That’s right, nearly three years after the sweeping promises about Chinese-style bullet trains, not a single yard of HSR has been put down. We didn’t get the high-speed bus system The Onion proffered as a post-austerity alternative either. :P

The below AC 360 segment, “Keeping Them Honest,” explains where the billions in funding Congress appropriated for high-speed rail went. It all went to slow rail. As is also true of the news stories that I share on Twitter, I don’t always agree with everything in a given article I post, and in the case of this “Keeping Them Honest” segment, I don’t agree with CNN reporter Drew Griffin that allocating federal funding to make extant Amtrak routes less slow is “a boondoggle,” nor is the general thrust of the report that the entire thing is a shameful waste of taxpayer dollars representative of my point of view. I know people who use that very Vermont route, and those routes need funding too. But Drew Griffin is RIGHT that the Obama Administration and President Obama himself promised Americans high-speed rail, on camera, numerous times, and so far it’s a promise they’ve not kept; the only project the U.S. Department of Transportation (DOT) allotted HSR funding for that can actually be construed as high-speed rail, is the California High-Speed Rail Authority (CHSRA) project to connect San Francisco to Los Angeles with a one-way travel time of at least 2 hours and 40 minutes, and it’s been bogged down with NIMBY (Not In My Back Yard) lawsuits and red tape so severely that not a single track has been laid. He’s RIGHT to ask, “you’ve promised us bullet trains like the Europeans and Japanese have had since the 1980s; where’s the high-speed rail?” Why can’t we have nice things?

This high-profile failure to deliver public transportation technology that Americans need should trigger much more discussion. Why is the executive branch unable to deliver on its promises, even after Congress appropriated the funding necessary? We need to discuss the general direction here, because we’re headed for eight years of Democrats running the executive branch and still our trains are stuck at 1950s speeds, we have a 1950s power grid, and our existing transportation infrastructure (rail, roads, highways, bridges, airports, ports) got a D+ for 2013 from the American Society of Civil Engineers (ASCE). At least one of America’s bridges may crumble this year and lead to a mass casualty event. It feels like MALAISE.

The California High-Speed Rail Authority (CHSRA) is now evidently so chastened by ridiculous NIMBY lawsuits arguing the deleterious effects of high-speed trains on “aesthetics,” that they’ve begun to move forward with a pared down, slow-speed rail plan that they promise is only temporary (the “blended plan,” they call it). The founder and former head of CHSRA has now come out against this plan, since it doesn’t meet the Prop 1A ballot initiative’s requirements for true high-speed rail. If truly rapid transit for the masses, and all its social and economic benefits, can be thwarted long-term by some wanker micro-minority concerned about—not environmental impact, since rail reduces pollution vs. cars and buses—aesthetic impact alone, then that says something very distressing about where we are headed.
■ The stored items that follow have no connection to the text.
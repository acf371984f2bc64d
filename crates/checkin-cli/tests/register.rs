//! End-to-end tests for the register command over scripted stdio.

use std::io::Cursor;

use checkin_cli::cli::RegisterArgs;
use checkin_cli::commands::run_register_with;

fn args() -> RegisterArgs {
    RegisterArgs {
        no_clear: true,
        log_data: false,
    }
}

fn script(lines: &[&str]) -> Cursor<Vec<u8>> {
    let mut joined = lines.join("\n");
    joined.push('\n');
    Cursor::new(joined.into_bytes())
}

#[test]
fn accepts_a_consistent_form_in_one_pass() {
    let input = script(&["Dana", "123456782", "1980", "3", "2", "1"]);
    let mut output = Vec::new();
    let result = run_register_with(&args(), 2026, input, &mut output).unwrap();

    assert_eq!(result.passes, 1);
    assert!(result.rows.iter().all(|row| row.valid));

    let output = String::from_utf8(output).unwrap();
    assert!(output.contains("Hello and welcome!"));
    assert!(output.contains("Thank you!"));
    assert!(!output.contains("There was an error"));
    assert!(output.contains("New York"));
}

#[test]
fn reprompts_until_the_form_is_consistent() {
    // First pass: bad ID control digit and a flight time Tokyo does not
    // offer. Second pass corrects exactly those fields.
    let input = script(&[
        "Dana",
        "123456783",
        "1980",
        "4",
        "1",
        "2",
        "123456782",
        "4",
        "3",
    ]);
    let mut output = Vec::new();
    let result = run_register_with(&args(), 2026, input, &mut output).unwrap();

    assert_eq!(result.passes, 2);
    let output = String::from_utf8(output).unwrap();
    assert!(output.contains("There was an error in at least one of the fields!"));
    assert!(output.contains("Thank you!"));
    // The name was accepted on the first pass and never asked again.
    assert_eq!(output.matches("What is your name?").count(), 1);
    assert_eq!(output.matches("What is your ID?").count(), 2);
}

#[test]
fn closed_input_fails_instead_of_looping() {
    let input = script(&["Dana", "123456782"]);
    let mut output = Vec::new();
    let err = run_register_with(&args(), 2026, input, &mut output).unwrap_err();
    assert!(err.to_string().contains("fill registration form"));
}

#[test]
fn goodbye_screen_renders_names_not_codes() {
    let input = script(&["Ada Lovelace", "123456782", "1990", "5", "3", "3"]);
    let mut output = Vec::new();
    run_register_with(&args(), 2026, input, &mut output).unwrap();

    let output = String::from_utf8(output).unwrap();
    assert!(output.contains("Sydney"));
    assert!(output.contains("Business unlimited"));
    assert!(output.contains("Long haul (over 6 hours)"));
}
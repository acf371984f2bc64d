//! Passenger registration desk CLI.

use clap::{ColorChoice, Parser};
use std::io::{self, IsTerminal};
use tracing::level_filters::LevelFilter;

use checkin_cli::cli::{Cli, Command, LogFormatArg, LogLevelArg};
use checkin_cli::commands::{run_catalog, run_doctor, run_register};
use checkin_cli::logging::{LogConfig, LogFormat, init_logging};

fn main() {
    let cli = Cli::parse();
    cli.color.write_global();
    let log_config = log_config_from_cli(&cli);
    if let Err(error) = init_logging(&log_config) {
        eprintln!("error: failed to initialize logging: {error}");
        std::process::exit(1);
    }
    let exit_code = match cli.command {
        Command::Register(args) => match run_register(&args) {
            Ok(_) => 0,
            Err(error) => {
                eprintln!("error: {error}");
                1
            }
        },
        Command::Catalog => {
            run_catalog();
            0
        }
        Command::Doctor => {
            if run_doctor().is_healthy() {
                0
            } else {
                1
            }
        }
    };
    std::process::exit(exit_code);
}

/// Build logging configuration from CLI flags with consistent precedence.
fn log_config_from_cli(cli: &Cli) -> LogConfig {
    let mut config = LogConfig {
        level_filter: cli.verbosity.tracing_level_filter(),
        ..LogConfig::default()
    };
    config.use_env_filter = !(cli.verbosity.is_present() || cli.log_level.is_some());
    if let Some(level) = cli.log_level {
        config.level_filter = match level {
            LogLevelArg::Error => LevelFilter::ERROR,
            LogLevelArg::Warn => LevelFilter::WARN,
            LogLevelArg::Info => LevelFilter::INFO,
            LogLevelArg::Debug => LevelFilter::DEBUG,
            LogLevelArg::Trace => LevelFilter::TRACE,
        };
    }
    config.format = match cli.log_format {
        LogFormatArg::Pretty => LogFormat::Pretty,
        LogFormatArg::Compact => LogFormat::Compact,
        LogFormatArg::Json => LogFormat::Json,
    };
    config.log_file = cli.log_file.clone();
    config.with_ansi = match cli.color.color {
        ColorChoice::Always => true,
        ColorChoice::Never => false,
        ColorChoice::Auto => cli.log_file.is_none() && io::stderr().is_terminal(),
    };
    if let Command::Register(args) = &cli.command {
        config.log_data = args.log_data;
    }
    config
}
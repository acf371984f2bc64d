//! Tests over the shipped reference tables.

use checkin_model::{Coded, NameTable};
use checkin_standards::{
    Destinations, FlightTimes, WifiBundles, flight_times_for, wifi_bundles_for,
};

#[test]
fn coded_values_render_catalog_names() {
    let destination: Coded<Destinations> = Coded::new(3);
    assert_eq!(destination.to_string(), "New York");

    let class: Coded<FlightTimes> = Coded::new(1);
    assert_eq!(class.to_string(), "Short haul (up to 3 hours)");

    let out_of_table: Coded<WifiBundles> = Coded::new(12);
    assert_eq!(out_of_table.to_string(), "12");
}

#[test]
fn menus_list_every_offer() {
    let menu = Destinations::menu();
    for (_, name) in Destinations::entries() {
        assert!(menu.contains(name), "menu is missing {name}");
    }
}

#[test]
fn combination_sets_cover_every_destination() {
    for (destination, _) in Destinations::entries() {
        assert!(
            !flight_times_for(*destination).is_empty(),
            "destination {destination} offers no flight-time class"
        );
        assert!(
            !wifi_bundles_for(*destination).is_empty(),
            "destination {destination} offers no wifi bundle"
        );
    }
}

#[test]
fn combination_sets_only_reference_defined_codes() {
    for (destination, classes) in checkin_standards::combinations::DESTINATION_FLIGHT_TIMES {
        assert!(Destinations::name(*destination).is_some());
        for class in *classes {
            assert!(FlightTimes::name(*class).is_some());
        }
    }
    for (destination, bundles) in checkin_standards::combinations::DESTINATION_WIFI_BUNDLES {
        assert!(Destinations::name(*destination).is_some());
        for bundle in *bundles {
            assert!(WifiBundles::name(*bundle).is_some());
        }
    }
}
use comfy_table::modifiers::UTF8_ROUND_CORNERS;
use comfy_table::presets::UTF8_FULL_CONDENSED;
use comfy_table::{Attribute, Cell, CellAlignment, Color, ContentArrangement, Table};

use checkin_model::NameTable;
use checkin_standards::{
    Destinations, FlightTimes, WifiBundles, flight_times_for, wifi_bundles_for,
};
use checkin_validate::Form;

/// Render the form as a Field/Value/Status table, one row per field in
/// prompt order.
pub fn render_form_table(form: &Form) -> String {
    let mut table = Table::new();
    table.set_header(vec![
        header_cell("Field"),
        header_cell("Value"),
        header_cell("Status"),
    ]);
    apply_table_style(&mut table);
    align_column(&mut table, 2, CellAlignment::Center);
    for row in form.rows() {
        table.add_row(vec![
            Cell::new(&row.label),
            Cell::new(row.value.clone().unwrap_or_else(|| "-".to_string())),
            status_cell(row.valid),
        ]);
    }
    table.to_string()
}

/// Render the catalogs: one table per offer list, plus the per-destination
/// offer matrix.
pub fn render_catalog() -> String {
    let mut sections = vec![
        name_table("Destinations", Destinations::entries()),
        name_table("Flight time ranges", FlightTimes::entries()),
        name_table("WIFI bundles", WifiBundles::entries()),
    ];

    let mut offers = Table::new();
    offers.set_header(vec![
        header_cell("Destination"),
        header_cell("Flight time ranges offered"),
        header_cell("WIFI bundles offered"),
    ]);
    apply_table_style(&mut offers);
    for (code, name) in Destinations::entries() {
        offers.add_row(vec![
            Cell::new(name),
            Cell::new(names_for::<FlightTimes>(flight_times_for(*code))),
            Cell::new(names_for::<WifiBundles>(wifi_bundles_for(*code))),
        ]);
    }
    sections.push(format!("Offers by destination:\n{offers}"));
    sections.join("\n\n")
}

fn name_table(title: &str, entries: &[(u32, &str)]) -> String {
    let mut table = Table::new();
    table.set_header(vec![header_cell("Code"), header_cell("Name")]);
    apply_table_style(&mut table);
    align_column(&mut table, 0, CellAlignment::Right);
    for (code, name) in entries {
        table.add_row(vec![Cell::new(code), Cell::new(name)]);
    }
    format!("{title}:\n{table}")
}

fn names_for<T: NameTable>(codes: &[u32]) -> String {
    codes
        .iter()
        .filter_map(|code| T::name(*code))
        .collect::<Vec<_>>()
        .join(", ")
}

pub fn apply_table_style(table: &mut Table) {
    table
        .load_preset(UTF8_FULL_CONDENSED)
        .apply_modifier(UTF8_ROUND_CORNERS)
        .set_content_arrangement(ContentArrangement::Dynamic)
        .set_width(100);
}

fn align_column(table: &mut Table, index: usize, alignment: CellAlignment) {
    if let Some(column) = table.column_mut(index) {
        column.set_cell_alignment(alignment);
    }
}

fn status_cell(valid: bool) -> Cell {
    if valid {
        Cell::new("✓")
            .fg(Color::Green)
            .add_attribute(Attribute::Bold)
    } else {
        Cell::new("✗").fg(Color::Red).add_attribute(Attribute::Bold)
    }
}

fn header_cell(label: &str) -> Cell {
    Cell::new(label)
        .fg(Color::Cyan)
        .add_attribute(Attribute::Bold)
}
//! Compiled-in name tables for the registration form.
//!
//! Each table is a fixed association of integer codes to display names.
//! Codes are assigned from 1 upward with no gaps; the doctor check
//! verifies this invariant over the shipped tables.

use checkin_model::NameTable;

/// Youngest accepted passenger age, in whole years.
pub const MIN_AGE: i32 = 15;
/// Oldest accepted passenger age, in whole years.
pub const MAX_AGE: i32 = 120;

/// Flight destinations on offer.
pub struct Destinations;

impl NameTable for Destinations {
    fn entries() -> &'static [(u32, &'static str)] {
        &[
            (1, "London"),
            (2, "Paris"),
            (3, "New York"),
            (4, "Tokyo"),
            (5, "Sydney"),
        ]
    }
}

/// Flight-time classes on offer.
pub struct FlightTimes;

impl NameTable for FlightTimes {
    fn entries() -> &'static [(u32, &'static str)] {
        &[
            (1, "Short haul (up to 3 hours)"),
            (2, "Medium haul (3 to 6 hours)"),
            (3, "Long haul (over 6 hours)"),
        ]
    }
}

/// Onboard Wi-Fi bundles on offer.
pub struct WifiBundles;

impl NameTable for WifiBundles {
    fn entries() -> &'static [(u32, &'static str)] {
        &[
            (1, "Basic messaging"),
            (2, "Surf & stream"),
            (3, "Business unlimited"),
        ]
    }
}

/// Inclusive code range of a table, for wiring range validators.
pub fn code_range<T: NameTable>() -> (u32, u32) {
    let entries = T::entries();
    let min = entries.iter().map(|(code, _)| *code).min().unwrap_or(0);
    let max = entries.iter().map(|(code, _)| *code).max().unwrap_or(0);
    (min, max)
}
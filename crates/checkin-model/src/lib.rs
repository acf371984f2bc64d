pub mod coded;
pub mod error;
pub mod field;
pub mod report;

pub use coded::{Coded, NameTable};
pub use error::{CheckinError, Result};
pub use field::{Field, FieldId, FieldValue, FormField, Validator};
pub use report::{IssueSeverity, ValidationIssue, ValidationReport};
I don’t usually blog about transportation, but I want this space to showcase writing about the unreported and under-reported stories, amplify the voices of the unrepresented, and this issue hasn’t gotten a third of the coverage and discussion it warrants. Our leaders make sweeping, epic promises and too often the media doesn’t follow up in any sustained way. I do wish the private sector would lay high-speed rail and bring in the newest Japanese bullet trains, a mega corporation would definitely get more media discussion than the CHSRA, but they would likely give up after a week of the BS posed by regulatory hurdles, intractable NIMBYites, and the red tape nightmare of building across multiple state and county jurisdictions.
We have to put it out there to the people, over and over again, that we need current technology for high-speed rail, we need truly rapid transit, widely available and accessible, for many reasons, but freedom of movement for the poor and disabled populations who have the greatest difficulty accessing transportation at the top of the list.

Nick

The Social vs. Medical Model of Disability, Communities Will Be Forced To Choose

Posted by – April 7, 2011

You may or may not know about the medical model and the social model of disability.

Many disabled people have rejected this model. From the Taxi Driver Training -- Democracy, Disability and Society Group, UK

The social model of disability sees disabilities as normal aspects of life, not medical problems requiring "treatment," with the real problems coming from inaccessibility and ignorance of disabled people. From the Taxi Driver Training -- Democracy, Disability and Society Group, UK

I wanted to talk about the social model of services and supports for people with disabilities, and barriers to implementing it.

When you think about disability internationally, most disabled people in countries around the world are taken care of by their own families and their own communities. In Alabama, where I’m from, and in many of the poorer states, they didn’t get the medical model at all until federal funding in the 1960s. Prior to that, all you had was a kind of quasi-social model, with families and neighbors taking care of their disabled children, the same way they did in the 19th century and from time immemorial. A new social model of services and supports would essentially work like an enhanced version of that, with disabilities normal phenomena that communities live with and provide for.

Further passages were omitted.